EXERCISE GOAL: Among the entries below, how many lines contain "party"? Answer with the number only.

_____

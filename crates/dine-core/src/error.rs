//! # Error Types
//!
//! Domain-specific error types for dine-core.
//!
//! ## Error Hierarchy
//! ```text
//! ┌─────────────────────────────────────────────────────────────────────────┐
//! │                         Error Types                                     │
//! │                                                                         │
//! │  dine-core errors (this file)                                          │
//! │  ├── CoreError        - General domain errors                          │
//! │  └── ValidationError  - Input validation failures                      │
//! │                                                                         │
//! │  dine-session errors (separate crate)                                  │
//! │  └── SessionError     - Config loading, rejected inputs                │
//! │                                                                         │
//! │  Flow: ValidationError → CoreError → SessionError → UI                 │
//! └─────────────────────────────────────────────────────────────────────────┘
//! ```
//!
//! ## What Is NOT an Error
//! An empty item list is *absence* (`None`), not a failure. A party size of
//! zero and an unknown location fall back to 1 and the default tax rate.
//! The calculator itself never returns an error.

use thiserror::Error;

// =============================================================================
// Core Error
// =============================================================================

/// Core business logic errors.
#[derive(Debug, Error)]
pub enum CoreError {
    /// Tip preset is not one of the offered buttons.
    ///
    /// ## When This Occurs
    /// - The UI sends a preset value that is not in `TIP_PRESETS`
    /// - Custom values go through `TipPolicy::custom` and never fail
    #[error("Unknown tip preset: {0}%")]
    UnknownTipPreset(u32),

    /// A percentage could not be interpreted.
    ///
    /// ## When This Occurs
    /// - Parsing "abc%" from a text field
    /// - Converting NaN or infinity from a numeric input
    #[error("Invalid percentage '{input}': {reason}")]
    InvalidPercentage { input: String, reason: String },

    /// Validation error (wraps ValidationError).
    #[error("Validation error: {0}")]
    Validation(#[from] ValidationError),
}

// =============================================================================
// Validation Error
// =============================================================================

/// Input validation errors.
///
/// These errors occur when UI input doesn't meet requirements.
/// Used at the session boundary before inputs are accepted.
#[derive(Debug, Error)]
pub enum ValidationError {
    /// A required field is missing or empty.
    #[error("{field} is required")]
    Required { field: String },

    /// Field value is too long.
    #[error("{field} must be at most {max} characters")]
    TooLong { field: String, max: usize },

    /// Numeric value is out of range.
    #[error("{field} must be between {min} and {max}")]
    OutOfRange { field: String, min: i64, max: i64 },

    /// Value must be positive.
    #[error("{field} must be positive")]
    MustBePositive { field: String },

    /// Duplicate value (e.g., two line items sharing an id).
    #[error("{field} '{value}' already exists")]
    Duplicate { field: String, value: String },
}

// =============================================================================
// Result Type Alias
// =============================================================================

/// Convenience type alias for Results with CoreError.
pub type CoreResult<T> = Result<T, CoreError>;

// =============================================================================
// Unit Tests
// =============================================================================

#[cfg(test)]
mod tests {
    use super::*;

    #[test]
    fn test_error_messages() {
        let err = CoreError::UnknownTipPreset(17);
        assert_eq!(err.to_string(), "Unknown tip preset: 17%");

        let err = CoreError::InvalidPercentage {
            input: "abc".to_string(),
            reason: "not a number".to_string(),
        };
        assert_eq!(err.to_string(), "Invalid percentage 'abc': not a number");
    }

    #[test]
    fn test_validation_error_messages() {
        let err = ValidationError::Required {
            field: "item id".to_string(),
        };
        assert_eq!(err.to_string(), "item id is required");

        let err = ValidationError::Duplicate {
            field: "item id".to_string(),
            value: "burger-1".to_string(),
        };
        assert_eq!(err.to_string(), "item id 'burger-1' already exists");
    }

    #[test]
    fn test_validation_converts_to_core_error() {
        let validation_err = ValidationError::MustBePositive {
            field: "party size".to_string(),
        };
        let core_err: CoreError = validation_err.into();
        assert!(matches!(core_err, CoreError::Validation(_)));
    }
}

_____

TASK RESULT: 2